Montague, Mordaunt, and Stourton (Tresham's brother-in-law) are…
November 1605 CE
Montague, Mordaunt, and Stourton (Tresham's brother-in-law) are also imprisoned in the Tower.
The Earl of Northumberland joins them on November 27.
Meanwhile the government uses the revelation of the plot to accelerate its persecution of Catholics.
The Popish Recusants Act 1605 forbids Roman Catholics from practicing the professions of law and medicine and from acting as a guardian or trustee; and it allows magistrates to search their houses for arms.
The Act also provides a new oath of allegiance, which denies the power of the Pope to depose monarchs.
The recusant is to be fined sixty pounds or to forfeit two-thirds of his land if he does not receive the sacrament of the Lord's Supper at least once a year in his Church of England parish church.
The Act also makes it high treason to obey the authority of Rome rather than the King.
The home of Anne Vaux at Enfield Chase is searched, revealing the presence of trap doors and hidden passages.

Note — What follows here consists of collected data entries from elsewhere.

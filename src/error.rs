use thiserror::Error;

/// Failure of a single upstream fetch
#[derive(Error, Debug, Clone, PartialEq, Eq)]
pub enum FetchError {
    /// Request rejected, timed out or answered with a non-success status
    #[error("network failure: {0}")]
    Network(String),

    /// Body did not match the expected shape
    #[error("malformed response: {0}")]
    MalformedResponse(String),
}

impl FetchError {
    pub fn malformed(msg: impl Into<String>) -> Self {
        FetchError::MalformedResponse(msg.into())
    }

    pub fn is_malformed(&self) -> bool {
        matches!(self, FetchError::MalformedResponse(_))
    }
}

impl From<reqwest::Error> for FetchError {
    fn from(err: reqwest::Error) -> Self {
        FetchError::Network(err.to_string())
    }
}

impl From<simd_json::Error> for FetchError {
    fn from(err: simd_json::Error) -> Self {
        FetchError::MalformedResponse(err.to_string())
    }
}

pub type FetchResult<T> = std::result::Result<T, FetchError>;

A terrified servant then reveals that Garnet, who had often stayed at the house, had recently given a Mass there.
Father John Gerard is secreted at the home of Elizabeth Vaux, in Harrowden.
Elizabeth is taken to London for interrogation.
Here she is resolute; she had never been aware that Gerard was a priest, she had presumed he was a "Catholic gentleman", and she does not know of his whereabouts.
The homes of the conspirators are searched, and looted.
The home of Mary Digby is ransacked, and she is made destitute.
Some time before the end of November, Garnet moves to Hindlip Hall near Worcester, the home of the Habingtons, where he writes a letter to the Privy Council protesting his innocence.